El siglo que nos obligó a crecer

Cronistas de cine

El Informador y Las Noticias fueron los únicos diarios locales que le dieron un espacio a la crónica del cine mexicano, así como algunas revistas enfocadas al espectáculo: Aurora, Variedades, Respetable Público, Actualidades, Pantallas y Escenarios. Los primeros ensayos de crónica cinematográfica que aparecieron, del año 1917 a la década de los treinta, dan testimonio del cambio de las reseñas teatrales a las del cine. Carlos Infante, Carlos Arturo Pierre, Javier Enciso, Xavier Lambera, Agustín Plascencia, Rubén Lomelí y Carlos López asumieron este nuevo género periodístico para ser la voz de las cintas, explicándole al lector por qué debían verlas –o evitarlas–. Narraban varios aspectos, desde los estéticos hasta los técnicos, incluso sin alguna previa formación al respecto.
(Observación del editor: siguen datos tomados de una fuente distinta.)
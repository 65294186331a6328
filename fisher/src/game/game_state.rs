use anyhow::Result;
use fisher_data::{
    DataStore,
    Id,
};
use log::info;
use serde::{
    Deserialize,
    Serialize,
};

use crate::{
    config::MAX_FLOOR,
    error::{
        WrapOptionError,
        WrapResultError,
        general_error,
        invalid_input_error,
    },
    party::{
        PartyMember,
        alive_members,
    },
};

/// The state of a run, shared by every scene of the game.
///
/// Serializes to the shape used by save files.
#[derive(Debug, Clone, PartialEq, Eq, Serialize, Deserialize)]
#[serde(rename_all = "camelCase")]
pub struct GameState {
    pub floor: u32,
    pub gold: u32,
    pub party: Vec<PartyMember>,
    /// Item IDs, in the order they were bought.
    pub inventory: Vec<Id>,
    /// The floor returned to after the whole party faints.
    pub camp_floor: u32,
}

impl GameState {
    /// Starts a new run on floor 1 with a single party member.
    pub fn new(starter: PartyMember) -> Self {
        Self {
            floor: 1,
            gold: 0,
            party: vec![starter],
            inventory: Vec::new(),
            camp_floor: 1,
        }
    }

    /// Starts a new run with a starter species from the catalog.
    pub fn with_starter(data: &dyn DataStore, species_id: &Id) -> Result<Self> {
        let species = data
            .get_species(species_id)?
            .wrap_invalid_input(format!("unknown species {species_id}"))?;
        if !species.starter {
            return Err(invalid_input_error(format!(
                "{} cannot be chosen as a starter",
                species.name
            )));
        }
        Ok(Self::new(PartyMember::new(species_id.clone(), &species)))
    }

    /// Restores a run from a save snapshot.
    pub fn from_snapshot(snapshot: &str) -> Result<Self> {
        let state: Self =
            serde_json::from_str(snapshot).wrap_error_with_message("invalid save snapshot")?;
        if state.party.is_empty() {
            return Err(general_error("save snapshot has an empty party"));
        }
        Ok(state)
    }

    /// Serializes the run to a save snapshot.
    pub fn snapshot(&self) -> Result<String> {
        serde_json::to_string(self).wrap_error_with_message("failed to serialize game state")
    }

    /// Fully heals the party and makes the current floor the checkpoint.
    pub fn rest_at_camp(&mut self) {
        for member in &mut self.party {
            member.full_heal();
        }
        self.camp_floor = self.floor;
        info!("rested at camp on floor {}", self.floor);
    }

    /// Moves one floor deeper. Returns `false` if already on the last floor.
    pub fn advance_floor(&mut self) -> bool {
        if self.floor >= MAX_FLOOR {
            return false;
        }
        self.floor += 1;
        true
    }

    /// Whether the last floor has been reached.
    pub fn on_last_floor(&self) -> bool {
        self.floor >= MAX_FLOOR
    }

    /// Recovers from a full party wipe: heals everyone and returns to the checkpoint.
    pub fn wipe_reset(&mut self) {
        for member in &mut self.party {
            member.full_heal();
        }
        info!(
            "party wiped on floor {}; returning to floor {}",
            self.floor, self.camp_floor
        );
        self.floor = self.camp_floor;
    }

    /// Indices of party members able to fight.
    pub fn active_candidates(&self) -> Vec<usize> {
        alive_members(&self.party)
    }
}
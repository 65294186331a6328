mod combatant;
mod resolver;
mod status;
mod turn_order;

pub use combatant::{
    Buff,
    Combatant,
    Poison,
};
pub use resolver::{
    ActionResult,
    apply_move,
    compute_damage,
    pick_monster_move,
};
pub use status::{
    StatusTick,
    resolve_end_of_turn,
};
pub use turn_order::{
    Side,
    determine_turn_order,
};
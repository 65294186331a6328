use anyhow::Result;

use crate::{
    Id,
    ItemData,
    MonsterData,
    MoveData,
    SpeciesData,
};

/// Collection of tables for all catalog data.
///
/// This trait can be implemented for different data sources, such as an external database or disk.
///
/// Listing methods return IDs in ascending order so that random selection over the result is
/// reproducible for a given seed.
pub trait DataStore: Send + Sync {
    /// Gets all species IDs, applying the given filter on the underlying data.
    fn all_species_ids(&self, filter: &dyn Fn(&SpeciesData) -> bool) -> Result<Vec<Id>>;
    /// Gets all monster template IDs, applying the given filter on the underlying data.
    fn all_monster_ids(&self, filter: &dyn Fn(&MonsterData) -> bool) -> Result<Vec<Id>>;

    /// Gets an item by ID.
    fn get_item(&self, id: &Id) -> Result<Option<ItemData>>;
    /// Gets a monster template by ID.
    fn get_monster(&self, id: &Id) -> Result<Option<MonsterData>>;
    /// Gets a move by ID.
    fn get_move(&self, id: &Id) -> Result<Option<MoveData>>;
    /// Gets a species by ID.
    fn get_species(&self, id: &Id) -> Result<Option<SpeciesData>>;
}
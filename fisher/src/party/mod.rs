mod party_member;
mod progression;

pub use party_member::{
    PartyMember,
    alive_members,
    is_party_wiped,
};
pub use progression::{
    ExperienceGain,
    LearnedMove,
    award_experience,
    learn_pending_move,
};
Unos escribían la reseña, mientras que otros llenaban de adjetivos las cintas para animar o desanimar al público a verlas. Los cronistas tapatíos de los años veinte no daban crédito a los directores sino que centraban su atención en el trabajo del guionista o actor y clasificaban las películas como de serie o de arte. Convertidos en parte del aparato publicitario, los cronistas tenían que justificar su trabajo usando a veces un tono demasiado complaciente y a veces muy exigente.